■ Work item:
Through the line that contains "JSON (de)serialization error.", return the data below exactly, starting at its first line; leave the rest out.

Dataset entries

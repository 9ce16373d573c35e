//! Error types for the applykit library.

use std::io;
use thiserror::Error;

/// Result type alias for applykit operations.
pub type Result<T> = std::result::Result<T, Error>;

/// Error types that can occur while producing application materials.
///
/// The core resume-to-LaTeX converter never returns these: it is total over
/// any string input. Every variant here originates in a collaborator
/// (document extraction, scraping, the completion oracle) or in
/// configuration loading.
#[derive(Error, Debug)]
pub enum Error {
    /// I/O error when reading a document file.
    #[error("I/O error: {0}")]
    Io(#[from] io::Error),

    /// The file extension is not one of the recognized resume formats.
    #[error("Unsupported file format: {0}")]
    UnsupportedFormat(String),

    /// The format is recognized but extraction for it is not implemented.
    #[error("{0} format support is not yet implemented")]
    NotImplemented(String),

    /// A collaborator failed to produce text from a document.
    #[error("Text extraction error: {0}")]
    Extraction(String),

    /// A network collaborator failed; callers may substitute a placeholder.
    #[error("Remote fetch failed: {0}")]
    RemoteFetch(String),

    /// A remote API rejected the request.
    #[error("API error (status {status}): {message}")]
    Api { status: u16, message: String },

    /// A required credential was absent at configuration time.
    #[error("Missing credential: environment variable {0} is not set")]
    MissingCredential(&'static str),

    /// A named section was absent from the completion oracle's reply.
    #[error("Oracle reply is missing section <{0}>")]
    OracleSectionMissing(String),

    /// The completion oracle returned no text content.
    #[error("Oracle returned empty content")]
    EmptyCompletion,

    /// HTTP transport error.
    #[error("HTTP error: {0}")]
    Http(#[from] reqwest::Error),

    /// JSON (de)serialization error.
    #[error("JSON error: {0}")]
    Json(#[from] serde_json::Error),

    /// ZIP container error (DOCX extraction).
    #[error("Archive error: {0}")]
    Zip(#[from] zip::result::ZipError),

    /// XML parsing error (DOCX extraction).
    #[error("XML error: {0}")]
    Xml(#[from] quick_xml::Error),
}

impl From<pdf_extract::OutputError> for Error {
    fn from(err: pdf_extract::OutputError) -> Self {
        Error::Extraction(err.to_string())
    }
}

#[cfg(test)]
mod tests {
    use super::*;

    #[test]
    fn test_error_display() {
        let err = Error::UnsupportedFormat(".rtf".to_string());
        assert_eq!(err.to_string(), "Unsupported file format: .rtf");

        let err = Error::MissingCredential("ANTHROPIC_API_KEY");
        assert_eq!(
            err.to_string(),
            "Missing credential: environment variable ANTHROPIC_API_KEY is not set"
        );

        let err = Error::Api {
            status: 429,
            message: "rate limited".to_string(),
        };
        assert_eq!(err.to_string(), "API error (status 429): rate limited");
    }

    #[test]
    fn test_io_error_conversion() {
        let io_err = io::Error::new(io::ErrorKind::NotFound, "file not found");
        let err: Error = io_err.into();
        assert!(matches!(err, Error::Io(_)));
    }
}
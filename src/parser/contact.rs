//! Contact field extraction.
//!
//! Scans the line stream for email, phone, and LinkedIn handle patterns.
//! For each field only the FIRST match across the whole document is kept;
//! later matches are ignored.

use regex::Regex;

use crate::model::ContactInfo;

/// Extracts contact fields from resume lines, first match wins.
#[derive(Debug)]
pub struct ContactExtractor {
    email_re: Regex,
    phone_re: Regex,
    network_re: Regex,
    contact: ContactInfo,
}

impl ContactExtractor {
    /// Create an extractor with freshly compiled patterns.
    pub fn new() -> Self {
        Self {
            email_re: Regex::new(r"[A-Za-z0-9._%+-]+@[A-Za-z0-9.-]+\.[A-Za-z]{2,}").unwrap(),
            phone_re: Regex::new(r"\b\d{3}[-\s]?\d{3}[-\s]?\d{4}\b").unwrap(),
            network_re: Regex::new(r"(?i)linkedin\.com/in/([A-Za-z0-9_%.-]+)").unwrap(),
            contact: ContactInfo::default(),
        }
    }

    /// Scan one trimmed line, filling any still-empty fields.
    pub fn observe(&mut self, line: &str) {
        if line.is_empty() {
            return;
        }
        if self.contact.email.is_none() {
            if let Some(m) = self.email_re.find(line) {
                log::debug!("contact: email found");
                self.contact.email = Some(m.as_str().to_string());
            }
        }
        if self.contact.phone.is_none() {
            if let Some(m) = self.phone_re.find(line) {
                log::debug!("contact: phone found");
                self.contact.phone = Some(m.as_str().to_string());
            }
        }
        if self.contact.network.is_none() && line.to_lowercase().contains("linkedin.com") {
            if let Some(caps) = self.network_re.captures(line) {
                log::debug!("contact: network handle found");
                self.contact.network = Some(caps[1].to_string());
            }
        }
    }

    /// Whether the line matches any contact pattern at all.
    ///
    /// Used to rule a line out as a candidate-name line.
    pub fn matches_any(&self, line: &str) -> bool {
        self.email_re.is_match(line)
            || self.phone_re.is_match(line)
            || line.to_lowercase().contains("linkedin.com")
    }

    /// Current snapshot of the captured fields.
    pub fn contact(&self) -> &ContactInfo {
        &self.contact
    }

    /// Finish scanning and take the captured fields.
    pub fn into_contact(self) -> ContactInfo {
        self.contact
    }
}

impl Default for ContactExtractor {
    fn default() -> Self {
        Self::new()
    }
}
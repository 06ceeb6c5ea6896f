//! Custom Resource Definitions for the application operator

mod application;
mod database;
mod types;

pub use application::{Application, ApplicationSpec, ApplicationStatus};
pub use database::{Database, DatabaseSpec};
pub use types::{Condition, ConditionStatus, DatabaseRef};
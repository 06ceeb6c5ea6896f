//! Database Custom Resource Definition
//!
//! Owned by a separate database operator. This operator only creates the
//! object when missing and watches for its disappearance on deletion.

use kube::CustomResource;
use schemars::JsonSchema;
use serde::{Deserialize, Serialize};

/// Connection details for a database provisioned by the database operator
#[derive(CustomResource, Clone, Debug, Default, Deserialize, Serialize, JsonSchema, PartialEq)]
#[kube(
    group = "database.sample.third.party",
    version = "v1alpha1",
    kind = "Database",
    plural = "databases",
    namespaced
)]
#[serde(rename_all = "camelCase")]
pub struct DatabaseSpec {
    /// Database user
    #[serde(default)]
    pub user: String,
    /// Database password
    #[serde(default)]
    pub password: String,
    /// Connection URL
    #[serde(default)]
    pub url: String,
    /// TLS certificate
    #[serde(default)]
    pub certificate: String,
}
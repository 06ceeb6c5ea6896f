//! Deletion gate for Applications
//!
//! An Application carrying [`DATABASE_FINALIZER`] is only released once the
//! Database it references is gone. The operator never deletes the Database
//! itself; it only observes.

use kube::ResourceExt;
use tracing::{debug, warn};

use super::application::ApplicationKubeClient;
use crate::crd::Application;

/// Finalizer holding an Application until its Database is removed
pub const DATABASE_FINALIZER: &str = "database.sample.third.party/finalizer";

/// Result of one deletion check
#[derive(Clone, Copy, Debug, PartialEq, Eq)]
pub enum FinalizeOutcome {
    /// The Database is gone, the finalizer may be removed
    Complete,
    /// The Database still exists or could not be checked
    Pending,
}

/// Check whether the Application's Database has been removed
///
/// A failed lookup counts as pending so the finalizer is never dropped on
/// uncertain information.
pub async fn finalize(client: &dyn ApplicationKubeClient, app: &Application) -> FinalizeOutcome {
    let db = &app.spec.database_ref;
    match client.get_database(&db.name, &db.namespace).await {
        Ok(None) => {
            debug!(database = %db.name, namespace = %db.namespace, "database is gone");
            FinalizeOutcome::Complete
        }
        Ok(Some(_)) => {
            debug!(database = %db.name, namespace = %db.namespace, "database still present");
            FinalizeOutcome::Pending
        }
        Err(e) => {
            warn!(
                application = %app.name_any(),
                database = %db.name,
                error = %e,
                "could not check database, keeping finalizer"
            );
            FinalizeOutcome::Pending
        }
    }
}

/// Add the finalizer to the local copy, returning whether it changed
pub fn add_finalizer(app: &mut Application) -> bool {
    if app.has_finalizer(DATABASE_FINALIZER) {
        return false;
    }
    app.finalizers_mut().push(DATABASE_FINALIZER.to_string());
    true
}

/// Remove the finalizer from the local copy, returning whether it changed
pub fn remove_finalizer(app: &mut Application) -> bool {
    let finalizers = app.finalizers_mut();
    let before = finalizers.len();
    finalizers.retain(|f| f != DATABASE_FINALIZER);
    finalizers.len() != before
}
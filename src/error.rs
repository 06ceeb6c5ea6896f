//! Error types for the application operator

use std::time::Duration;

use thiserror::Error;

/// Requeue delay after the cluster capability check fails
pub const PREREQUISITE_REQUEUE: Duration = Duration::from_secs(60);

/// Requeue delay for every other reconcile error
pub const DEFAULT_ERROR_REQUEUE: Duration = Duration::from_secs(5);

/// Main error type for application operator operations
#[derive(Debug, Error)]
#[non_exhaustive]
pub enum Error {
    /// Kubernetes API error
    #[error("kubernetes error: {0}")]
    Kube(#[from] kube::Error),

    /// A write lost an optimistic-concurrency race (HTTP 409 on update)
    #[error("conflict writing {kind} {name}")]
    Conflict {
        /// Resource kind being written
        kind: &'static str,
        /// Resource name
        name: String,
    },

    /// A create found the object already present (HTTP 409 on create)
    #[error("{kind} {name} already exists")]
    AlreadyExists {
        /// Resource kind being created
        kind: &'static str,
        /// Resource name
        name: String,
    },

    /// The cluster does not meet the operator's install requirements
    #[error("prerequisites not fulfilled: {0}")]
    PrerequisitesNotMet(String),

    /// The referenced database still exists while the application is being deleted
    #[error("database {namespace}/{name} not deleted yet")]
    DatabaseNotDeleted {
        /// Database name
        name: String,
        /// Database namespace
        namespace: String,
    },

    /// Cluster capability discovery failed
    #[error("capability discovery error: {0}")]
    Capabilities(String),

    /// Serialization/deserialization error
    #[error("serialization error: {0}")]
    Serialization(String),

    /// The Application object is malformed (e.g. no namespace)
    #[error("validation error: {0}")]
    Validation(String),
}

impl Error {
    /// Create a prerequisite error with the given message
    pub fn prerequisites(msg: impl Into<String>) -> Self {
        Self::PrerequisitesNotMet(msg.into())
    }

    /// Create a capability discovery error with the given message
    pub fn capabilities(msg: impl Into<String>) -> Self {
        Self::Capabilities(msg.into())
    }

    /// Create a serialization error with the given message
    pub fn serialization(msg: impl Into<String>) -> Self {
        Self::Serialization(msg.into())
    }

    /// Create a validation error with the given message
    pub fn validation(msg: impl Into<String>) -> Self {
        Self::Validation(msg.into())
    }

    /// Delay before the controller retries after this error
    ///
    /// Every error is retryable; only the cadence differs.
    pub fn requeue_after(&self) -> Duration {
        match self {
            Self::PrerequisitesNotMet(_) => PREREQUISITE_REQUEUE,
            _ => DEFAULT_ERROR_REQUEUE,
        }
    }
}

impl From<serde_json::Error> for Error {
    fn from(e: serde_json::Error) -> Self {
        Self::Serialization(e.to_string())
    }
}

/// Returns true if the kube error is an API 404
pub fn is_not_found(err: &kube::Error) -> bool {
    matches!(err, kube::Error::Api(ae) if ae.code == 404)
}

/// Returns true if the kube error is an API 409
pub fn is_conflict(err: &kube::Error) -> bool {
    matches!(err, kube::Error::Api(ae) if ae.code == 409)
}

#[cfg(test)]
mod tests {
    use super::*;
    use kube::core::ErrorResponse;
    use rstest::rstest;

    fn api_error(code: u16) -> kube::Error {
        kube::Error::Api(ErrorResponse {
            status: "Failure".to_string(),
            message: format!("status {code}"),
            reason: String::new(),
            code,
        })
    }

    /// Story: the capability check failing retries on a fixed slow cadence,
    /// everything else falls back to the default backoff.
    #[rstest]
    #[case::prerequisites(Error::prerequisites("server version unavailable"), PREREQUISITE_REQUEUE)]
    #[case::pending_deletion(
        Error::DatabaseNotDeleted { name: "shopdb".into(), namespace: "default".into() },
        DEFAULT_ERROR_REQUEUE
    )]
    #[case::conflict(Error::Conflict { kind: "Deployment", name: "shop".into() }, DEFAULT_ERROR_REQUEUE)]
    #[case::serialization(Error::serialization("bad"), DEFAULT_ERROR_REQUEUE)]
    fn requeue_cadence_depends_on_error_kind(#[case] err: Error, #[case] expected: Duration) {
        assert_eq!(err.requeue_after(), expected);
    }

    #[test]
    fn pending_deletion_message_names_the_database() {
        let err = Error::DatabaseNotDeleted {
            name: "shopdb".to_string(),
            namespace: "default".to_string(),
        };
        assert_eq!(err.to_string(), "database default/shopdb not deleted yet");
    }

    #[test]
    fn status_code_helpers_classify_api_errors() {
        assert!(is_not_found(&api_error(404)));
        assert!(!is_not_found(&api_error(409)));
        assert!(is_conflict(&api_error(409)));
        assert!(!is_conflict(&api_error(500)));
    }

    #[test]
    fn serde_errors_become_serialization_errors() {
        let parse: Result<serde_json::Value, _> = serde_json::from_str("{not json");
        let err: Error = parse.unwrap_err().into();
        assert!(matches!(err, Error::Serialization(_)));
    }
}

■ Answer to the problem:
repository 9ce16373d573c35e
//! Error types for the applykit library.

use std::io;
use thiserror::Error;

/// Result type alias for applykit operations.
pub type Result<T> = std::result::Result<T, Error>;

/// Error types that can occur while producing application materials.
///
/// The core resume-to-LaTeX converter never returns these: it is total over
/// any string input. Every variant here originates in a collaborator
/// (document extraction, scraping, the completion oracle) or in
/// configuration loading.
#[derive(Error, Debug)]
pub enum Error {
    /// I/O error when reading a document file.
    #[error("I/O error: {0}")]
    Io(#[from] io::Error),

    /// The file extension is not one of the recognized resume formats.
    #[error("Unsupported file format: {0}")]
    UnsupportedFormat(String),

    /// The format is recognized but extraction for it is not implemented.
    #[error("{0} format support is not yet implemented")]
    NotImplemented(String),

    /// A collaborator failed to produce text from a document.
    #[error("Text extraction error: {0}")]
    Extraction(String),

    /// A network collaborator failed; callers may substitute a placeholder.
    #[error("Remote fetch failed: {0}")]
    RemoteFetch(String),

    /// A remote API rejected the request.
    #[error("API error (status {status}): {message}")]
    Api { status: u16, message: String },

    /// A required credential was absent at configuration time.
    #[error("Missing credential: environment variable {0} is not set")]
    MissingCredential(&'static str),

    /// A named section was absent from the completion oracle's reply.
    #[error("Oracle reply is missing section <{0}>")]
    OracleSectionMissing(String),

    /// The completion oracle returned no text content.
    #[error("Oracle returned empty content")]
    EmptyCompletion,

    /// HTTP transport error.
    #[error("HTTP error: {0}")]
    Http(#[from] reqwest::Error),

    /// JSON (de)serialization error.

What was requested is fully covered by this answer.